__TASK TO COMPLETE__:
How many of the lines below include "tomorrow"? Give the number and no other words.

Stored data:
########
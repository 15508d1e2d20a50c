//! Relative datetime parsing for scheduling tools.
//!
//! Assistant hosts pass times like "today 3pm" or "tomorrow". The grammar is
//! deliberately narrow: `today`/`tomorrow` with an optional `h[:mm]am|pm`
//! time; anything else must be RFC 3339. Bare `today`/`tomorrow` keep the
//! current time of day. The function is pure: `now` is an input, so it is
//! testable without a clock.

use chrono::{DateTime, Duration, NaiveTime, TimeZone, Utc};
use thiserror::Error;

/// Datetime parsing errors.
#[derive(Debug, Error, PartialEq, Eq)]
pub enum ParseError {
    /// Input matched neither the relative grammar nor RFC 3339
    #[error("Unrecognized datetime: {0}")]
    Unrecognized(String),

    /// Relative day was recognized but the time portion was malformed
    #[error("Invalid time of day: {0}")]
    InvalidTime(String),
}

/// Parse a relative or RFC 3339 datetime.
pub fn parse_relative_datetime(
    input: &str,
    now: DateTime<Utc>,
) -> Result<DateTime<Utc>, ParseError> {
    let trimmed = input.trim();
    let lower = trimmed.to_lowercase();

    let (day_offset, rest) = if let Some(rest) = lower.strip_prefix("today") {
        (0, rest.trim())
    } else if let Some(rest) = lower.strip_prefix("tomorrow") {
        (1, rest.trim())
    } else {
        // Not relative: delegate to standard ISO parsing.
        return DateTime::parse_from_rfc3339(trimmed)
            .map(|dt| dt.with_timezone(&Utc))
            .map_err(|_| ParseError::Unrecognized(trimmed.to_string()));
    };

    let date = (now + Duration::days(day_offset)).date_naive();

    let time = if rest.is_empty() {
        now.time()
    } else {
        parse_time_of_day(rest)?
    };

    match Utc.from_local_datetime(&date.and_time(time)).single() {
        Some(dt) => Ok(dt),
        None => Err(ParseError::InvalidTime(rest.to_string())),
    }
}

/// Parse `h[:mm]am|pm` (e.g. "3pm", "10:30am").
fn parse_time_of_day(input: &str) -> Result<NaiveTime, ParseError> {
    let invalid = || ParseError::InvalidTime(input.to_string());

    let (clock, pm) = if let Some(clock) = input.strip_suffix("pm") {
        (clock.trim(), true)
    } else if let Some(clock) = input.strip_suffix("am") {
        (clock.trim(), false)
    } else {
        return Err(invalid());
    };

    let (hour_str, minute_str) = match clock.split_once(':') {
        Some((h, m)) => (h, m),
        None => (clock, "0"),
    };

    let hour: u32 = hour_str.parse().map_err(|_| invalid())?;
    let minute: u32 = minute_str.parse().map_err(|_| invalid())?;

    if !(1..=12).contains(&hour) || minute > 59 {
        return Err(invalid());
    }

    // 12am is midnight, 12pm is noon.
    let hour24 = match (hour, pm) {
        (12, false) => 0,
        (12, true) => 12,
        (h, false) => h,
        (h, true) => h + 12,
    };

    NaiveTime::from_hms_opt(hour24, minute, 0).ok_or_else(invalid)
}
########
__ANSWER TO THIS PROBLEM__:
4